● **Task objective**: Retrieve each line that contains the word "Effects" from the entries below.

● **Source data**:
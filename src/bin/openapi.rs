use anyhow::Result;

fn main() -> Result<()> {
    let doc = credgate::api::openapi();
    let json = serde_json::to_string_pretty(&doc)?;
    println!("{json}");
    Ok(())
}
pub mod logging;
pub mod provider;

use clap::{
    Arg, ColorChoice, Command,
    builder::styling::{AnsiColor, Effects, Styles},
};

pub const ARG_PORT: &str = "port";
pub const ARG_STATIC_DIR: &str = "static-dir";
pub const ARG_EMAIL_DOMAIN: &str = "email-domain";

#[must_use]
pub fn new() -> Command {
    let styles = Styles::styled()
        .header(AnsiColor::Yellow.on_default() | Effects::BOLD)
        .usage(AnsiColor::Green.on_default() | Effects::BOLD)
        .literal(AnsiColor::Blue.on_default() | Effects::BOLD)
        .placeholder(AnsiColor::Green.on_default());

    let long_version: &'static str = Box::leak(
        format!("{} - {}", env!("CARGO_PKG_VERSION"), crate::GIT_COMMIT_HASH).into_boxed_str(),
    );

    let command = Command::new("credgate")
        .about(env!("CARGO_PKG_DESCRIPTION"))
        .version(env!("CARGO_PKG_VERSION"))
        .long_version(long_version)
        .color(ColorChoice::Auto)
        .styles(styles)
        .arg(
            Arg::new(ARG_PORT)
                .short('p')
                .long(ARG_PORT)
                .help("Port to listen on")
                .default_value("3000")
                .env("PORT")
                .value_parser(clap::value_parser!(u16)),
        )
        .arg(
            Arg::new(ARG_STATIC_DIR)
                .long(ARG_STATIC_DIR)
                .help("Directory served for any path not handled by the API")
                .env("CREDGATE_STATIC_DIR")
                .default_value("."),
        )
        .arg(
            Arg::new(ARG_EMAIL_DOMAIN)
                .long(ARG_EMAIL_DOMAIN)
                .help("Domain appended to normalized usernames to build provider emails")
                .env("CREDGATE_EMAIL_DOMAIN")
                .default_value(crate::gateway::DEFAULT_EMAIL_DOMAIN),
        );

    let command = provider::with_args(command);
    logging::with_args(command)
}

● **Result of this exercise**:
    builder::styling::{AnsiColor, Effects, Styles},
        .header(AnsiColor::Yellow.on_default() | Effects::BOLD)
        .usage(AnsiColor::Green.on_default() | Effects::BOLD)
        .literal(AnsiColor::Blue.on_default() | Effects::BOLD)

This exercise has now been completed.